In the early stages of my pregnancy, I specifically remember praying before the Blessed Sacrament the following words:  “God, I want this baby and this pregnancy to glorify you and to glorify life.  When people see me, I want people to know that you are the God of life.”  

Ironically, however, the words “I give it all to you God, trusting that you’ll make something beautiful out of me,”  are basically the words of my prayer that day in the chapel.  Only, I didn’t know what I was offering.  I’ve come to realize, also, that maybe that was Teresa’s prayer, too.  “God, make something beautiful out of me.  I trust you, God.  Make something beautiful out of my life.”

And perhaps for us all, “God, make something beautiful out of the story of our lives, trusting one day that when we have climbed to the top of this mountain, we will gain the reward of eternal life.”

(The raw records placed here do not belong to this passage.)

//! Deduplication and record merging
//!
//! The same name frequently appears in multiple shards and in multiple
//! enrichment passes. Merging is field-wise: a field is taken from the
//! incoming record only when the incumbent's value is missing or a
//! placeholder; a placeholder never overwrites real data; and when both
//! sides hold real but different values, the earlier-seen record wins.
//! Exceptions: `tags` always takes the set union, and `blogEnrichment`
//! accumulates as an array rather than being overwritten.

use crate::models::{self, NameRecord, OriginValue};
use serde_json::Value;

/// How many per-item examples the merge keeps for report previews
const EXAMPLE_LIMIT: usize = 15;

/// Classification of a single merge application
#[derive(Debug, Clone, Copy, PartialEq, Eq)]
pub enum MergeKind {
    /// New name, appended to the store
    Added,
    /// Existing record amended with data from the incoming one
    Updated,
    /// Incoming record carried nothing the incumbent lacked
    Unchanged,
}

/// One bounded-preview example for tooling output
#[derive(Debug, Clone)]
pub struct MergeExample {
    pub name: String,
    pub kind: MergeKind,
}

/// Merge bookkeeping: counts for the summary, a bounded example preview
#[derive(Debug, Clone, Default)]
pub struct MergeStats {
    pub added: usize,
    pub updated: usize,
    pub unchanged: usize,
    pub examples: Vec<MergeExample>,
}

impl MergeStats {
    pub fn record(&mut self, name: &str, kind: MergeKind) {
        match kind {
            MergeKind::Added => self.added += 1,
            MergeKind::Updated => self.updated += 1,
            MergeKind::Unchanged => self.unchanged += 1,
        }
        if kind != MergeKind::Unchanged && self.examples.len() < EXAMPLE_LIMIT {
            self.examples.push(MergeExample {
                name: name.to_string(),
                kind,
            });
        }
    }

    pub fn duplicates_resolved(&self) -> usize {
        self.updated + self.unchanged
    }
}

/// Fill `slot` from `incoming` when the incumbent value is missing or a
/// placeholder and the incoming one is real. Returns true on change.
fn prefer_real(slot: &mut Option<String>, incoming: &Option<String>) -> bool {
    if models::has_real_value(slot) {
        return false;
    }
    if models::has_real_value(incoming) {
        *slot = incoming.clone();
        return true;
    }
    false
}

fn prefer_real_origin(slot: &mut Option<OriginValue>, incoming: &Option<OriginValue>) -> bool {
    let incumbent_real = slot.as_ref().map(|o| !o.is_placeholder()).unwrap_or(false);
    if incumbent_real {
        return false;
    }
    let incoming_real = incoming
        .as_ref()
        .map(|o| !o.is_placeholder())
        .unwrap_or(false);
    if incoming_real {
        *slot = incoming.clone();
        return true;
    }
    false
}

/// Union incoming tags into the incumbent's, preserving order of first
/// appearance. Returns true on change.
fn union_tags(slot: &mut Vec<String>, incoming: &[String]) -> bool {
    let mut changed = false;
    for tag in incoming {
        if !slot.iter().any(|t| t == tag) {
            slot.push(tag.clone());
            changed = true;
        }
    }
    changed
}

/// Append an incoming blog enrichment payload. An incumbent scalar is
/// promoted to a two-element array; an incumbent array grows by one.
fn append_blog_enrichment(slot: &mut Option<Value>, incoming: &Option<Value>) -> bool {
    let Some(incoming) = incoming else {
        return false;
    };
    match slot.take() {
        None => {
            *slot = Some(incoming.clone());
            true
        }
        Some(Value::Array(mut items)) => {
            items.push(incoming.clone());
            *slot = Some(Value::Array(items));
            true
        }
        Some(existing) => {
            *slot = Some(Value::Array(vec![existing, incoming.clone()]));
            true
        }
    }
}

/// `meanings[0]` mirrors `meaningFull` when both are present; the merge
/// step enforces what the oracle does not guarantee.
fn enforce_meaning_invariant(record: &mut NameRecord) -> bool {
    let Some(full) = record.meaning_full.clone() else {
        return false;
    };
    if record.meanings.first() == Some(&full) {
        return false;
    }
    record.meanings.retain(|m| m != &full);
    record.meanings.insert(0, full);
    true
}

/// Merge `incoming` into the surviving `incumbent` record.
///
/// Returns `Updated` when any field changed, `Unchanged` otherwise. Never
/// regresses data: a real incumbent value survives every merge.
pub fn merge_into(incumbent: &mut NameRecord, incoming: &NameRecord) -> MergeKind {
    let mut changed = false;

    changed |= prefer_real_origin(&mut incumbent.origin, &incoming.origin);
    if incumbent.origins.is_empty() && !incoming.origins.is_empty() {
        incumbent.origins = incoming.origins.clone();
        changed = true;
    }
    changed |= prefer_real(&mut incumbent.origin_group, &incoming.origin_group);
    changed |= prefer_real(&mut incumbent.meaning, &incoming.meaning);
    changed |= prefer_real(&mut incumbent.meaning_short, &incoming.meaning_short);
    changed |= prefer_real(&mut incumbent.meaning_full, &incoming.meaning_full);
    changed |= prefer_real(&mut incumbent.meaning_etymology, &incoming.meaning_etymology);
    changed |= prefer_real(&mut incumbent.primary_country, &incoming.primary_country);
    changed |= prefer_real(&mut incumbent.original_name, &incoming.original_name);

    if incumbent.meanings.is_empty() && !incoming.meanings.is_empty() {
        incumbent.meanings = incoming.meanings.clone();
        changed = true;
    }
    if incumbent.gender.is_none() && incoming.gender.is_some() {
        incumbent.gender = incoming.gender;
        changed = true;
    }
    if incumbent.countries.is_none() && incoming.countries.is_some() {
        incumbent.countries = incoming.countries.clone();
        changed = true;
    }

    changed |= union_tags(&mut incumbent.tags, &incoming.tags);
    changed |= append_blog_enrichment(&mut incumbent.blog_enrichment, &incoming.blog_enrichment);

    // Processed flags only ever move false→true through a merge
    for (slot, value) in [
        (&mut incumbent.meaning_processed, incoming.meaning_processed),
        (&mut incumbent.origin_processed, incoming.origin_processed),
    ] {
        if value == Some(true) && *slot != Some(true) {
            *slot = value;
            changed = true;
        }
    }

    // Provenance rides along when absent; it never drives a decision
    changed |= prefer_real(&mut incumbent.enriched_with, &incoming.enriched_with);
    changed |= prefer_real(&mut incumbent.origin_source, &incoming.origin_source);
    changed |= prefer_real(&mut incumbent.meaning_source, &incoming.meaning_source);
    if incumbent.last_enriched.is_none() && incoming.last_enriched.is_some() {
        incumbent.last_enriched = incoming.last_enriched;
        changed = true;
    }

    // Pass-through fields: fill gaps, keep incumbent values on conflict
    for (key, value) in &incoming.extra {
        if !incumbent.extra.contains_key(key) {
            incumbent.extra.insert(key.clone(), value.clone());
            changed = true;
        }
    }

    changed |= enforce_meaning_invariant(incumbent);

    if changed {
        MergeKind::Updated
    } else {
        MergeKind::Unchanged
    }
}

I would be amiss to deny the fact that I’ve wanted to understand.  I’ve had so many questions.  I’ve wanted answers.  Trusting God has been so incredibly hard and difficult.  It's a daily struggle.  Yet, through it all, I have felt the door of my heart opening ever so slowly to Jesus, who on the other side, so gently and patiently knocks, waiting to enter in to usher in healing and His love.
 
This past week, I publicly sang the above words for the first time in almost 22 months with our church congregation.  I didn’t just sing them.  I proclaimed them.  With hundreds of voices joining in worship, my mind and heart went back to the summer heat.  It went back to the tears, the wind, and the tiny white casket covered in orange and pink roses.  And I remembered the peace that passes all understanding that was felt in a vulnerable moment of pain and surrender when I thought I was telling God no, but in all actuality, I had already given Him my yes when I said yes to Teresa--both in gaining and losing.  In receiving and giving back.  The song has been on repeat every day since.

Teresa’s life is “in the hands of the Maker of heaven.”  I want mine to do the same.  
And I want to find her, and healing, and what’s at this journeys end “with my hands wide open,” giving my grief, her story, her life, our story, back to God…so He can make something beautiful out of it all.